> **Directions**:
All that is wanted is the span of lines from the one with "self.calls.closes.fetch_add(1, Ordering::SeqCst);" to the last line of the data, copied exactly.

Saved data entries
▬▬▬▬▬▬

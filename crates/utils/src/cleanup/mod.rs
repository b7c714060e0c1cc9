//! Fallback reclamation.
//!
//! Dropping a guard is the primary way a resource gets released. This module
//! is the safety net behind it: a registry of fallback callbacks that the
//! signal handler (and, in abort-on-panic builds, the panic hook) drains on
//! the way out.
//!
//! ## Key Components
//!
//! - **`registry`**: `ReclamationRegistry` and the `Registration` handle that
//!   disarms its callback when dropped.
//! - **`handler`**: installs the signal and panic hooks that run the global
//!   registry.

pub mod handler;
pub mod registry;

pub use handler::{
    init_reclamation_handler, init_reclamation_handler_with, reclaim_all_resources,
    reclamation_handler_installed,
};
pub use registry::{ReclamationRegistry, Registration};
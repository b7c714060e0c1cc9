//! Registry of fallback release callbacks
//!
//! Every wrapped resource registers a callback here when it is created and
//! disarms it when its owner releases it. Whatever is still armed when the
//! process is torn down gets run by `reclaim_all`.

use once_cell::sync::Lazy;
use std::collections::HashMap;
use std::sync::{Arc, Mutex, TryLockError, Weak};

/// Process-wide registry used by resources that do not name their own
static GLOBAL_REGISTRY: Lazy<Arc<ReclamationRegistry>> =
    Lazy::new(|| Arc::new(ReclamationRegistry::default()));

/// A callback waiting to release a resource
struct FallbackEntry {
    description: String,
    callback: Box<dyn FnOnce() + Send>,
}

#[derive(Default)]
struct RegistryInner {
    entries: HashMap<u64, FallbackEntry>,
    next_id: u64,
}

/// Registry for tracking fallback releases that have not run yet
#[derive(Default)]
pub struct ReclamationRegistry {
    inner: Mutex<RegistryInner>,
}

impl ReclamationRegistry {
    /// Create an isolated registry
    pub fn new() -> Arc<Self> {
        Arc::new(Self::default())
    }

    /// The process-wide registry drained by the signal and panic hooks
    pub fn global() -> Arc<Self> {
        Arc::clone(&GLOBAL_REGISTRY)
    }

    /// Register a fallback callback.
    ///
    /// The callback runs at most once, and only if the returned
    /// `Registration` is still armed when `reclaim_all` is called.
    pub fn register<F>(self: &Arc<Self>, description: impl Into<String>, callback: F) -> Registration
    where
        F: FnOnce() + Send + 'static,
    {
        let description = description.into();
        let id = match self.inner.lock() {
            Ok(mut inner) => {
                let id = inner.next_id;
                inner.next_id += 1;
                inner.entries.insert(
                    id,
                    FallbackEntry {
                        description: description.clone(),
                        callback: Box::new(callback),
                    },
                );
                Some(id)
            }
            Err(e) => {
                log::error!("Failed to lock reclamation registry: {e}");
                None
            }
        };

        Registration {
            registry: Arc::downgrade(self),
            id,
            description,
        }
    }

    /// Remove a registration without running it
    fn unregister(&self, id: u64) -> bool {
        match self.inner.lock() {
            Ok(mut inner) => inner.entries.remove(&id).is_some(),
            Err(e) => {
                log::error!("Failed to lock reclamation registry for unregister: {e}");
                false
            }
        }
    }

    fn contains(&self, id: u64) -> bool {
        self.inner
            .lock()
            .map(|inner| inner.entries.contains_key(&id))
            .unwrap_or(false)
    }

    /// Number of callbacks still armed
    pub fn pending(&self) -> usize {
        self.inner
            .lock()
            .map(|inner| inner.entries.len())
            .unwrap_or(0)
    }

    /// Run every armed callback and return how many ran.
    ///
    /// Callbacks run after the registry lock is released, so a callback may
    /// itself register or unregister.
    pub fn reclaim_all(&self) -> usize {
        let drained = match self.inner.lock() {
            Ok(mut inner) => drain(&mut inner),
            Err(e) => {
                log::error!("Failed to lock reclamation registry for reclaim_all: {e}");
                return 0;
            }
        };
        run(drained)
    }

    /// Like `reclaim_all`, but gives up instead of waiting for the lock.
    ///
    /// Returns `None` when another thread holds the registry. Used from the
    /// panic hook, where the panicking thread may be the one holding it.
    pub fn try_reclaim_all(&self) -> Option<usize> {
        let drained = match self.inner.try_lock() {
            Ok(mut inner) => drain(&mut inner),
            Err(TryLockError::WouldBlock) => return None,
            Err(TryLockError::Poisoned(e)) => {
                log::error!("Reclamation registry poisoned: {e}");
                return None;
            }
        };
        Some(run(drained))
    }
}

fn drain(inner: &mut RegistryInner) -> Vec<FallbackEntry> {
    inner.entries.drain().map(|(_, entry)| entry).collect()
}

fn run(entries: Vec<FallbackEntry>) -> usize {
    let count = entries.len();
    for entry in entries {
        log::debug!("Fallback reclamation: {}", entry.description);
        (entry.callback)();
    }
    count
}

/// Handle to an armed fallback callback.
///
/// Dropping it or calling `disarm` removes the callback without running it.
pub struct Registration {
    registry: Weak<ReclamationRegistry>,
    id: Option<u64>,
    description: String,
}

impl Registration {
    /// Remove the callback without running it. Returns whether it was still armed.
    pub fn disarm(&mut self) -> bool {
        match (self.id.take(), self.registry.upgrade()) {
            (Some(id), Some(registry)) => registry.unregister(id),
            _ => false,
        }
    }

    /// Whether the callback is still waiting in its registry
    pub fn is_armed(&self) -> bool {
        match (self.id, self.registry.upgrade()) {
            (Some(id), Some(registry)) => registry.contains(id),
            _ => false,
        }
    }

    pub fn description(&self) -> &str {
        &self.description
    }
}

impl Drop for Registration {
    fn drop(&mut self) {
        self.disarm();
    }
}

impl std::fmt::Debug for Registration {
    fn fmt(&self, f: &mut std::fmt::Formatter<'_>) -> std::fmt::Result {
        f.debug_struct("Registration")
            .field("id", &self.id)
            .field("description", &self.description)
            .finish()
    }
}
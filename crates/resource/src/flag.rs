//! One-way `Live -> Released` transition shared by every release path

use reclaim_core::ResourceState;
use std::sync::atomic::{AtomicU8, Ordering};

const LIVE: u8 = 0;
const RELEASED: u8 = 1;

/// Atomic release guard.
///
/// The compare-and-swap in `try_release` is the single source of truth for
/// whether a resource has been released; whichever caller wins it performs
/// the release and every other caller becomes a no-op.
#[derive(Debug)]
pub struct ReleaseFlag {
    state: AtomicU8,
}

impl ReleaseFlag {
    pub const fn new() -> Self {
        Self {
            state: AtomicU8::new(LIVE),
        }
    }

    /// Attempt the `Live -> Released` transition. Returns true for exactly one caller.
    pub fn try_release(&self) -> bool {
        self.state
            .compare_exchange(LIVE, RELEASED, Ordering::AcqRel, Ordering::Acquire)
            .is_ok()
    }

    pub fn is_released(&self) -> bool {
        self.state.load(Ordering::Acquire) == RELEASED
    }

    pub fn state(&self) -> ResourceState {
        if self.is_released() {
            ResourceState::Released
        } else {
            ResourceState::Live
        }
    }
}

impl Default for ReleaseFlag {
    fn default() -> Self {
        Self::new()
    }
}
//! Core domain types, errors, and constants for `reclaim`.
//!
//! This crate holds the pieces every other workspace member agrees on: the
//! error taxonomy for acquiring, using and releasing external resources, and
//! the small vocabulary types describing a resource's lifetime.
//!
//! ## Key Components
//!
//! - **`errors`**: the primary `Error` enum and `Result` alias. Acquisition
//!   failures carry the host error code; use-after-release is its own variant
//!   so callers can match on programmer errors.
//! - **`types`**: `ResourceId`, `ResourceState` and `ReleaseTrigger`.
//! - **`constants`**: environment variable names and defaults.

pub mod constants;
pub mod errors;
pub mod types;

pub use self::{
    constants::*,
    errors::{Error, Result, ResultExt},
    types::*,
};
//! Process-wide count of live entities

use once_cell::sync::Lazy;
use std::sync::atomic::{AtomicBool, AtomicUsize, Ordering};
use std::sync::Arc;

static GLOBAL_COUNTER: Lazy<Arc<LiveCounter>> = Lazy::new(|| Arc::new(LiveCounter::new()));

/// Outcome of the bounded pressure check
#[derive(Debug, Clone, Copy, PartialEq, Eq)]
pub enum Pressure {
    Normal,
    Over { live: usize, threshold: usize },
}

impl Pressure {
    pub fn is_over(&self) -> bool {
        matches!(self, Pressure::Over { .. })
    }
}

/// Count of entities whose resource has not been released yet.
///
/// Only `Disposable` moves the count: up once at construction, down once on
/// the first release. Nothing waits on it; throttling decisions read it
/// through `check_pressure` and hand the work to a sweep.
#[derive(Debug, Default)]
pub struct LiveCounter {
    live: AtomicUsize,
    sweep_requested: AtomicBool,
}

impl LiveCounter {
    pub const fn new() -> Self {
        Self {
            live: AtomicUsize::new(0),
            sweep_requested: AtomicBool::new(false),
        }
    }

    /// The process-wide counter
    pub fn global() -> Arc<LiveCounter> {
        Arc::clone(&GLOBAL_COUNTER)
    }

    /// Returns the new count
    pub(crate) fn increment(&self) -> usize {
        self.live.fetch_add(1, Ordering::AcqRel) + 1
    }

    /// Returns the new count. Never wraps below zero.
    pub(crate) fn decrement(&self) -> usize {
        match self
            .live
            .fetch_update(Ordering::AcqRel, Ordering::Acquire, |n| n.checked_sub(1))
        {
            Ok(previous) => previous - 1,
            Err(_) => {
                tracing::warn!("live counter decremented at zero");
                0
            }
        }
    }

    pub fn live(&self) -> usize {
        self.live.load(Ordering::Acquire)
    }

    /// Single load, never waits
    pub fn check_pressure(&self, threshold: usize) -> Pressure {
        let live = self.live();
        if live > threshold {
            Pressure::Over { live, threshold }
        } else {
            Pressure::Normal
        }
    }

    /// Ask whoever controls the entities to sweep
    pub fn request_sweep(&self) {
        self.sweep_requested.store(true, Ordering::Release);
    }

    pub fn sweep_requested(&self) -> bool {
        self.sweep_requested.load(Ordering::Acquire)
    }

    /// Clear and return the pending sweep request
    pub fn take_sweep_request(&self) -> bool {
        self.sweep_requested.swap(false, Ordering::AcqRel)
    }
}
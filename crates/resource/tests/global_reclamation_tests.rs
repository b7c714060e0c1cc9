//! Tests that drain the process-wide registry; kept in their own binary and
//! serialised so no other test's wrappers are reclaimed underneath it.

use reclaim_resource::{FileWriter, LiveCounter, Population, StreamLogger};
use reclaim_utils::cleanup::{init_reclamation_handler, reclaim_all_resources, ReclamationRegistry};
use serial_test::serial;
use std::fs;
use std::sync::{mpsc, Arc};
use std::thread;
use std::time::Duration;
use tempfile::TempDir;

#[test]
#[serial]
fn test_forgotten_writer_is_reclaimed() {
    let temp_dir = TempDir::new().unwrap();
    let path = temp_dir.path().join("forgotten.txt");

    let writer = FileWriter::create(&path).unwrap();
    writer.write("left open").unwrap();
    assert!(writer.disposable().fallback_armed());

    assert!(reclaim_all_resources() >= 1);
    assert!(writer.is_released());
    assert!(writer.write("again").unwrap_err().is_use_after_release());

    // Owner arriving late is a no-op
    assert!(!writer.release());
    assert_eq!(fs::read_to_string(&path).unwrap(), "left open");
}

#[test]
#[serial]
fn test_reclaimed_logger_drops_buffer() {
    let temp_dir = TempDir::new().unwrap();
    let path = temp_dir.path().join("reclaimed.log");

    let logger = StreamLogger::open(&path).unwrap();
    logger.log("never flushed").unwrap();

    reclaim_all_resources();
    assert!(logger.is_released());
    assert_eq!(fs::read_to_string(&path).unwrap(), "");
}

#[test]
#[serial]
fn test_released_wrappers_leave_registry() {
    let registry = ReclamationRegistry::global();
    reclaim_all_resources();
    assert_eq!(registry.pending(), 0);

    let temp_dir = TempDir::new().unwrap();
    let writer = FileWriter::create(temp_dir.path().join("a.txt")).unwrap();
    let logger = StreamLogger::open(temp_dir.path().join("b.log")).unwrap();
    assert_eq!(registry.pending(), 2);

    writer.release();
    assert_eq!(registry.pending(), 1);
    drop(logger);
    assert_eq!(registry.pending(), 0);
}

#[test]
#[serial]
fn test_global_counter_population() {
    reclaim_all_resources();
    let counter = LiveCounter::global();
    let before = counter.live();

    let temp_dir = TempDir::new().unwrap();
    let mut population = Population::with_counter(Arc::clone(&counter), 10);
    for i in 0..3 {
        let logger = reclaim_resource::LogStream::open(&temp_dir.path().join(format!("{i}.log")))
            .unwrap();
        population.admit(logger);
    }
    assert_eq!(counter.live(), before + 3);

    assert_eq!(reclaim_all_resources(), 3);
    assert_eq!(counter.live(), before);
    assert_eq!(population.release_all(), 0);
}

#[test]
#[serial]
fn test_panic_inside_use_does_not_hang() {
    init_reclamation_handler();

    let temp_dir = TempDir::new().unwrap();
    let path = temp_dir.path().join("panicking.txt");
    let writer = Arc::new(FileWriter::create(&path).unwrap());
    writer.write("before").unwrap();

    let (tx, rx) = mpsc::channel();
    {
        let writer = Arc::clone(&writer);
        thread::spawn(move || {
            let joined = thread::spawn(move || {
                writer
                    .disposable()
                    .use_resource::<(), _>(|_| panic!("boom in use"))
            })
            .join();
            let _ = tx.send(joined.is_err());
        });
    }

    assert!(rx.recv_timeout(Duration::from_secs(5)).unwrap());

    // The slot was unlocked by unwinding and the writer is still its owner's
    assert!(!writer.is_released());
    writer.write(" after").unwrap();
    assert!(writer.release());
    assert_eq!(fs::read_to_string(&path).unwrap(), "before after");
}

#[test]
#[serial]
fn test_unrelated_panic_keeps_writer_live() {
    init_reclamation_handler();

    let temp_dir = TempDir::new().unwrap();
    let path = temp_dir.path().join("live.txt");
    let writer = FileWriter::create(&path).unwrap();
    writer.write("a").unwrap();

    assert!(thread::spawn(|| panic!("unrelated")).join().is_err());

    assert!(writer.disposable().fallback_armed());
    writer.write("b").unwrap();
    writer.release();
    assert_eq!(fs::read_to_string(&path).unwrap(), "ab");
}
#![allow(dead_code)]

use reclaim_resource::Releasable;
use std::io;
use std::sync::atomic::{AtomicUsize, Ordering};
use std::sync::{Arc, Mutex};

/// Counts every call the wrapper makes into a resource
#[derive(Default)]
pub struct Calls {
    pub closes: AtomicUsize,
    pub disposes: AtomicUsize,
}

impl Calls {
    pub fn closes(&self) -> usize {
        self.closes.load(Ordering::SeqCst)
    }

    pub fn disposes(&self) -> usize {
        self.disposes.load(Ordering::SeqCst)
    }
}

/// In-memory resource that records writes and release calls
pub struct MemoryResource {
    pub calls: Arc<Calls>,
    pub sink: Arc<Mutex<Vec<u8>>>,
}

impl MemoryResource {
    pub fn new(calls: &Arc<Calls>) -> Self {
        Self {
            calls: Arc::clone(calls),
            sink: Arc::new(Mutex::new(Vec::new())),
        }
    }

    pub fn append(&mut self, bytes: &[u8]) {
        self.sink.lock().unwrap().extend_from_slice(bytes);
    }
}

impl Releasable for MemoryResource {
    fn close(&mut self) -> io::Result<()> {
        self.calls.closes.fetch_add(1, Ordering::SeqCst);
        Ok(())
    }

    fn dispose_owned(&mut self) -> io::Result<()> {
        self.calls.disposes.fetch_add(1, Ordering::SeqCst);
        Ok(())
    }

    fn label(&self) -> String {
        "memory resource".to_string()
    }
}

▬▬▬▬▬▬

> **Answer area**:
        self.calls.closes.fetch_add(1, Ordering::SeqCst);
        Ok(())
    }

    fn dispose_owned(&mut self) -> io::Result<()> {
        self.calls.disposes.fetch_add(1, Ordering::SeqCst);
        Ok(())
    }

    fn label(&self) -> String {
        "memory resource".to_string()
    }
}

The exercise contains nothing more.